§ **Problem requirements**
Once every line in the data that follows has been checked for the word "FSName", give only the number of lines that hold it.

Record extracts below:

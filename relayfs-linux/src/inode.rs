//! Inode numbers for the low-level FUSE protocol.
//!
//! The kernel addresses nodes by number while the relay works on virtual
//! paths, so the bridge keeps the mapping between the two. Numbers are handed
//! out on lookup and dropped once the kernel forgets them.

use std::collections::HashMap;
use std::ffi::OsStr;

use relayfs_core::{RelayError, Result, VirtualPath};

/// Inode number of the mount root.
pub const ROOT_INO: u64 = 1;

#[derive(Debug)]
struct Node {
    /// `None` once the name was unlinked while the kernel still holds the node.
    path: Option<VirtualPath>,
    lookups: u64,
}

/// Bidirectional inode number / virtual path table.
#[derive(Debug)]
pub struct InodeTable {
    nodes: HashMap<u64, Node>,
    by_path: HashMap<VirtualPath, u64>,
    next_ino: u64,
}

impl InodeTable {
    pub fn new() -> Self {
        let mut nodes = HashMap::new();
        let mut by_path = HashMap::new();
        nodes.insert(
            ROOT_INO,
            Node {
                path: Some(VirtualPath::root()),
                lookups: 1,
            },
        );
        by_path.insert(VirtualPath::root(), ROOT_INO);
        Self {
            nodes,
            by_path,
            next_ino: ROOT_INO + 1,
        }
    }

    /// Virtual path of `ino`.
    pub fn path(&self, ino: u64) -> Result<&VirtualPath> {
        self.nodes
            .get(&ino)
            .and_then(|node| node.path.as_ref())
            .ok_or(RelayError::NotFound)
    }

    /// Virtual path of `name` inside directory `parent`.
    pub fn child(&self, parent: u64, name: &OsStr) -> Result<VirtualPath> {
        self.path(parent)?.join(name)
    }

    /// Inode number for `path`, counting one kernel lookup.
    pub fn lookup(&mut self, path: &VirtualPath) -> u64 {
        if let Some(&ino) = self.by_path.get(path) {
            if let Some(node) = self.nodes.get_mut(&ino) {
                node.lookups += 1;
            }
            return ino;
        }
        let ino = self.next_ino;
        self.next_ino += 1;
        self.nodes.insert(
            ino,
            Node {
                path: Some(path.clone()),
                lookups: 1,
            },
        );
        self.by_path.insert(path.clone(), ino);
        ino
    }

    /// Inode number already assigned to `path`, without counting a lookup.
    pub fn peek(&self, path: &VirtualPath) -> Option<u64> {
        self.by_path.get(path).copied()
    }

    /// Drops `count` kernel references; the number is released at zero.
    pub fn forget(&mut self, ino: u64, count: u64) {
        if ino == ROOT_INO {
            return;
        }
        let Some(node) = self.nodes.get_mut(&ino) else {
            return;
        };
        node.lookups = node.lookups.saturating_sub(count);
        if node.lookups == 0 {
            if let Some(node) = self.nodes.remove(&ino) {
                if let Some(path) = node.path {
                    if self.by_path.get(&path) == Some(&ino) {
                        self.by_path.remove(&path);
                    }
                }
            }
        }
    }

    /// Detaches the name `path` from its node.
    pub fn unlink(&mut self, path: &VirtualPath) {
        if let Some(ino) = self.by_path.remove(path) {
            if let Some(node) = self.nodes.get_mut(&ino) {
                node.path = None;
            }
        }
    }

    /// Re-points `from` and everything beneath it to `to`.
    ///
    /// A node previously named `to` (replaced by the rename) is detached.
    pub fn rename(&mut self, from: &VirtualPath, to: &VirtualPath) {
        if from == to {
            return;
        }
        self.unlink(to);

        let moved: Vec<(VirtualPath, u64)> = self
            .by_path
            .iter()
            .filter(|(path, _)| path.starts_with(from))
            .map(|(path, &ino)| (path.clone(), ino))
            .collect();
        for (old, ino) in moved {
            let Some(new) = old.rebase(from, to) else {
                continue;
            };
            self.by_path.remove(&old);
            self.by_path.insert(new.clone(), ino);
            if let Some(node) = self.nodes.get_mut(&ino) {
                node.path = Some(new);
            }
        }
    }

    /// Number of live inode numbers, the root included.
    pub fn len(&self) -> usize {
        self.nodes.len()
    }

    pub fn is_empty(&self) -> bool {
        self.nodes.is_empty()
    }
}

impl Default for InodeTable {
    fn default() -> Self {
        Self::new()
    }
}

#[cfg(test)]
mod tests {
    use super::*;

    fn vpath(s: &str) -> VirtualPath {
        VirtualPath::new(s).unwrap()
    }

    #[test]
    fn test_root_is_preassigned() {
        let table = InodeTable::new();
        assert_eq!(table.path(ROOT_INO).unwrap(), &VirtualPath::root());
        assert_eq!(table.child(ROOT_INO, OsStr::new("a")).unwrap(), vpath("/a"));
        assert_eq!(table.path(99).unwrap_err(), RelayError::NotFound);
    }

    #[test]
    fn test_dot_lookups_stay_inside_the_mount() {
        let mut table = InodeTable::new();
        let dir = table.lookup(&vpath("/dir"));
        for parent in [ROOT_INO, dir] {
            for name in [".", ".."] {
                let err = table.child(parent, OsStr::new(name)).unwrap_err();
                assert_eq!(err.errno(), libc::EINVAL);
            }
        }
    }

    #[test]
    fn test_lookup_is_stable_and_counted() {
        let mut table = InodeTable::new();
        let a = table.lookup(&vpath("/a"));
        assert_eq!(table.lookup(&vpath("/a")), a);
        assert_ne!(table.lookup(&vpath("/b")), a);

        table.forget(a, 1);
        assert_eq!(table.path(a).unwrap(), &vpath("/a"));
        table.forget(a, 1);
        assert!(table.path(a).is_err());
        assert_eq!(table.peek(&vpath("/a")), None);

        // A fresh lookup gets a fresh number.
        assert_ne!(table.lookup(&vpath("/a")), a);
    }

    #[test]
    fn test_root_is_never_forgotten() {
        let mut table = InodeTable::new();
        table.forget(ROOT_INO, 100);
        assert!(table.path(ROOT_INO).is_ok());
    }

    #[test]
    fn test_rename_moves_descendants() {
        let mut table = InodeTable::new();
        let dir = table.lookup(&vpath("/dir"));
        let file = table.lookup(&vpath("/dir/sub/file"));
        let sibling = table.lookup(&vpath("/dirt"));

        table.rename(&vpath("/dir"), &vpath("/moved"));
        assert_eq!(table.path(dir).unwrap(), &vpath("/moved"));
        assert_eq!(table.path(file).unwrap(), &vpath("/moved/sub/file"));
        assert_eq!(table.path(sibling).unwrap(), &vpath("/dirt"));
        assert_eq!(table.peek(&vpath("/moved/sub/file")), Some(file));
        assert_eq!(table.peek(&vpath("/dir")), None);
    }

    #[test]
    fn test_rename_over_existing_detaches_target() {
        let mut table = InodeTable::new();
        let a = table.lookup(&vpath("/a"));
        let b = table.lookup(&vpath("/b"));

        table.rename(&vpath("/a"), &vpath("/b"));
        assert_eq!(table.path(a).unwrap(), &vpath("/b"));
        assert!(table.path(b).is_err());

        // Forgetting the detached node must not disturb the new owner of the name.
        table.forget(b, 1);
        assert_eq!(table.peek(&vpath("/b")), Some(a));
    }

    #[test]
    fn test_unlink_detaches_name() {
        let mut table = InodeTable::new();
        let a = table.lookup(&vpath("/a"));
        table.unlink(&vpath("/a"));
        assert!(table.path(a).is_err());
        assert_eq!(table.len(), 2);

        table.forget(a, 1);
        assert_eq!(table.len(), 1);
    }
}
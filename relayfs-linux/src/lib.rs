//! # RelayFS Linux
//!
//! FUSE bridge for RelayFS. [`RelayFuse`] implements `fuser::Filesystem` on
//! top of the core dispatcher and [`mount`] runs its request loop.

use std::io;
use std::path::{Path, PathBuf};

use fuser::MountOption;
use relayfs_core::{MountOptions, RelayFs};
use thiserror::Error;
use tracing::info;

pub mod fuse;
pub mod inode;

pub use fuse::RelayFuse;
pub use inode::{InodeTable, ROOT_INO};

/// Why a mount could not be set up or ended abnormally.
#[derive(Debug, Error)]
pub enum MountError {
    #[error("mount point {0} is not a directory")]
    NotADirectory(PathBuf),

    #[error("FUSE session failed: {0}")]
    Session(#[from] io::Error),
}

/// Translates relay mount options into FUSE mount options.
pub fn mount_options(options: &MountOptions) -> Vec<MountOption> {
    let mut out = vec![
        MountOption::FSName(options.fs_name().to_string()),
        MountOption::Subtype("relayfs".to_string()),
    ];
    out.push(if options.read_only { MountOption::RO } else { MountOption::RW });
    if options.allow_other {
        out.push(MountOption::AllowOther);
    }
    if options.auto_unmount {
        out.push(MountOption::AutoUnmount);
    }
    if options.default_permissions {
        out.push(MountOption::DefaultPermissions);
    }
    out.extend(options.passthrough.iter().cloned().map(MountOption::CUSTOM));
    out
}

/// Mounts `relay` at `mountpoint` and serves requests until unmounted.
///
/// Blocks the calling thread for the lifetime of the mount.
pub fn mount(relay: RelayFs, mountpoint: &Path, options: &MountOptions) -> Result<(), MountError> {
    if !mountpoint.is_dir() {
        return Err(MountError::NotADirectory(mountpoint.to_path_buf()));
    }
    let fuse_options = mount_options(options);
    info!(
        "mounting {} at {} ({} options)",
        relay.context().root().display(),
        mountpoint.display(),
        fuse_options.len()
    );
    fuser::mount2(RelayFuse::new(relay), mountpoint, &fuse_options)?;
    info!("{} unmounted", mountpoint.display());
    Ok(())
}

#[cfg(test)]
mod tests {
    use super::*;
    use relayfs_core::MountContext;

    #[test]
    fn test_mount_options_mapping() {
        let options = MountOptions::builder()
            .read_only(true)
            .allow_other(true)
            .fs_name("backup")
            .passthrough("max_read=65536")
            .build();
        let mapped = mount_options(&options);
        assert!(mapped.contains(&MountOption::FSName("backup".to_string())));
        assert!(mapped.contains(&MountOption::RO));
        assert!(mapped.contains(&MountOption::AllowOther));
        assert!(mapped.contains(&MountOption::CUSTOM("max_read=65536".to_string())));
        assert!(!mapped.contains(&MountOption::AutoUnmount));
    }

    #[test]
    fn test_mount_rejects_missing_mountpoint() {
        let dir = tempfile::tempdir().unwrap();
        let relay = RelayFs::new(MountContext::new(dir.path()));
        let err = mount(relay, &dir.path().join("absent"), &MountOptions::default()).unwrap_err();
        assert!(matches!(err, MountError::NotADirectory(_)));
    }
}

End of Record extracts.

§ **Problem solution**
2